CUDA intrinsics?

dave4ff8k · November 15, 2017, 4:08pm

Hi all,

So I am hoping to use CUDA to speed up my image processing convolution.
I am using the Maxwell GPU on my Jetson TX1 - though will be upgrading to another embedded system with a more recent GPU.
I have worked through the sample code for separable convolution (as my 5x5 kernel is separable) - however this works with floats.
I am hoping to convolve an input image of 8 bit ints and output 8 bit ints (though I’d like a 16 bit int intermediate representation).
Hence I was hoping to use SIMD intrinsics as well as the parallelisation CUDA provides to get even more speed up.
A bit of googling suggests some intrinsic support was provided with Kepler devices onwards (see CUDA Math API :: CUDA Toolkit Documentation), but reading seems to suggest this was only implemented in hardware with Kepler devices and emulated from there onwards.
I also read that newer GPU’s (Pascal onwards) support a different form of intrinsics (see https://devblogs.nvidia.com/parallelforall/mixed-precision-programming-cuda-8/).

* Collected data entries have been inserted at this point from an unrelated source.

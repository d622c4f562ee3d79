//! Delivery entry form
//!
//! Local checks run before anything is sent to the store. A rejected form
//! keeps its data and reports one message per offending field.

use serde::Serialize;
use tracing::warn;

use livraisons_types::{
    DeliveryFormData, DeliveryRecord, Error, FieldError, FormField, Result, TruckType,
    MAX_PLATE_LEN, MAX_WEIGHT_KG, MIN_DRIVER_LEN,
};

/// Check every field rule; an empty list means the form can be submitted
pub fn validate_delivery(form: &DeliveryFormData) -> Vec<FieldError> {
    let mut errors = Vec::new();

    let plate = &form.truck_immatriculation;
    if plate.trim().is_empty() || plate.chars().count() > MAX_PLATE_LEN {
        errors.push(FieldError::new(FormField::Plate, "Required (max 20 chars)"));
    }

    let drivers = &form.driver_names;
    if drivers.trim().is_empty() || drivers.chars().count() < MIN_DRIVER_LEN {
        errors.push(FieldError::new(FormField::Drivers, "Required (min 3 chars)"));
    }

    if form.loading_date.is_none() {
        errors.push(FieldError::new(FormField::LoadingDate, "Required"));
    }

    match (form.loading_date, form.unloading_date) {
        (_, None) => errors.push(FieldError::new(FormField::UnloadingDate, "Required")),
        (Some(loading), Some(unloading)) if unloading < loading => errors.push(FieldError::new(
            FormField::UnloadingDate,
            "Must be on/after loading date",
        )),
        _ => {}
    }

    let weight = form.weight_loaded;
    if !(weight > 0.0 && weight <= MAX_WEIGHT_KG) {
        errors.push(FieldError::new(FormField::Weight, "1-100,000 kg"));
    }

    if form.delivery_bond_number.trim().is_empty() {
        errors.push(FieldError::new(FormField::BondNumber, "Required"));
    }
    if form.truck_owner.trim().is_empty() {
        errors.push(FieldError::new(FormField::Owner, "Required"));
    }

    errors
}

/// Same rules as [`validate_delivery`], as a `Result`
pub fn check_delivery(form: &DeliveryFormData) -> Result<()> {
    let errors = validate_delivery(form);
    if errors.is_empty() {
        Ok(())
    } else {
        Err(Error::Validation(errors))
    }
}

#[derive(Debug, Clone, PartialEq, Eq, Serialize)]
pub enum FormState {
    Idle,
    Validating,
    Submitting,
    RejectedLocally,
    /// The store refused the submission
    Error(String),
}

#[derive(Debug, Clone, Copy, PartialEq, Eq, Serialize)]
pub enum FormMode {
    Create,
    Edit(i64),
}

/// What a validated form asks the store to do
#[derive(Debug, Clone, PartialEq)]
pub enum Submission {
    Create(DeliveryFormData),
    Update(i64, DeliveryFormData),
}

/// Entry form for a new delivery or an edit of an existing one
#[derive(Debug, Clone)]
pub struct DeliveryForm {
    mode: FormMode,
    data: DeliveryFormData,
    state: FormState,
    errors: Vec<FieldError>,
}

impl DeliveryForm {
    pub fn create(data: DeliveryFormData) -> Self {
        Self {
            mode: FormMode::Create,
            data,
            state: FormState::Idle,
            errors: Vec::new(),
        }
    }

    /// Form prefilled from an existing record
    pub fn edit(record: &DeliveryRecord) -> Self {
        Self {
            mode: FormMode::Edit(record.id),
            data: record.form_data(),
            state: FormState::Idle,
            errors: Vec::new(),
        }
    }

    pub fn mode(&self) -> FormMode {
        self.mode
    }

    pub fn data(&self) -> &DeliveryFormData {
        &self.data
    }

    pub fn state(&self) -> &FormState {
        &self.state
    }

    pub fn errors(&self) -> &[FieldError] {
        &self.errors
    }

    /// Change the form data; the edited field loses its message
    pub fn update(&mut self, field: FormField, apply: impl FnOnce(&mut DeliveryFormData)) {
        apply(&mut self.data);
        self.errors.retain(|e| e.field != field);
        if matches!(self.state, FormState::RejectedLocally | FormState::Error(_)) {
            self.state = FormState::Idle;
        }
    }

    /// Truck type is a closed choice and never carries a message
    pub fn select_truck_type(&mut self, truck_type: TruckType) {
        self.data.truck_type = truck_type;
    }

    /// Validate and, if clean, hand out what to send to the store.
    ///
    /// On rejection the form goes to `RejectedLocally` with its data intact.
    pub fn begin_submit(&mut self) -> Result<Submission> {
        if self.state == FormState::Submitting {
            return Err(Error::precondition("A submission is already in progress"));
        }
        self.state = FormState::Validating;
        let errors = validate_delivery(&self.data);
        if !errors.is_empty() {
            warn!(fields = errors.len(), "delivery form rejected locally");
            self.errors = errors.clone();
            self.state = FormState::RejectedLocally;
            return Err(Error::Validation(errors));
        }

        self.errors.clear();
        self.state = FormState::Submitting;
        Ok(match self.mode {
            FormMode::Create => Submission::Create(self.data.clone()),
            FormMode::Edit(id) => Submission::Update(id, self.data.clone()),
        })
    }

    /// Record the store's answer to the submission
    pub fn finish<T>(&mut self, outcome: &Result<T>) {
        self.state = match outcome {
            Ok(_) => FormState::Idle,
            Err(err) => FormState::Error(err.to_string()),
        };
    }
}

My question is what is the difference, and which one should I use moving forwards?

My other question - which may be slightly daft… but when I’ve used Intel intrinsics in the past I’ve used pointers. Why do the versions with CUDA use functions which presumably uses copies? Doesn’t this lead to poor performance? Or does it get optimised out?

Thanks in advance for any suggestions.

njuffa · November 15, 2017, 4:51pm

Keep in mind that the SIMD hardware instructions on Kepler generally only ran at 1/4 throughput, so for many common SIMD intrinsic, the emulated version is almost as fast, being mostly comprised of instructions with full throughput. GPUs after Kepler retain the hardware support for sum-of-absolute-differences, which would be costly to emulate.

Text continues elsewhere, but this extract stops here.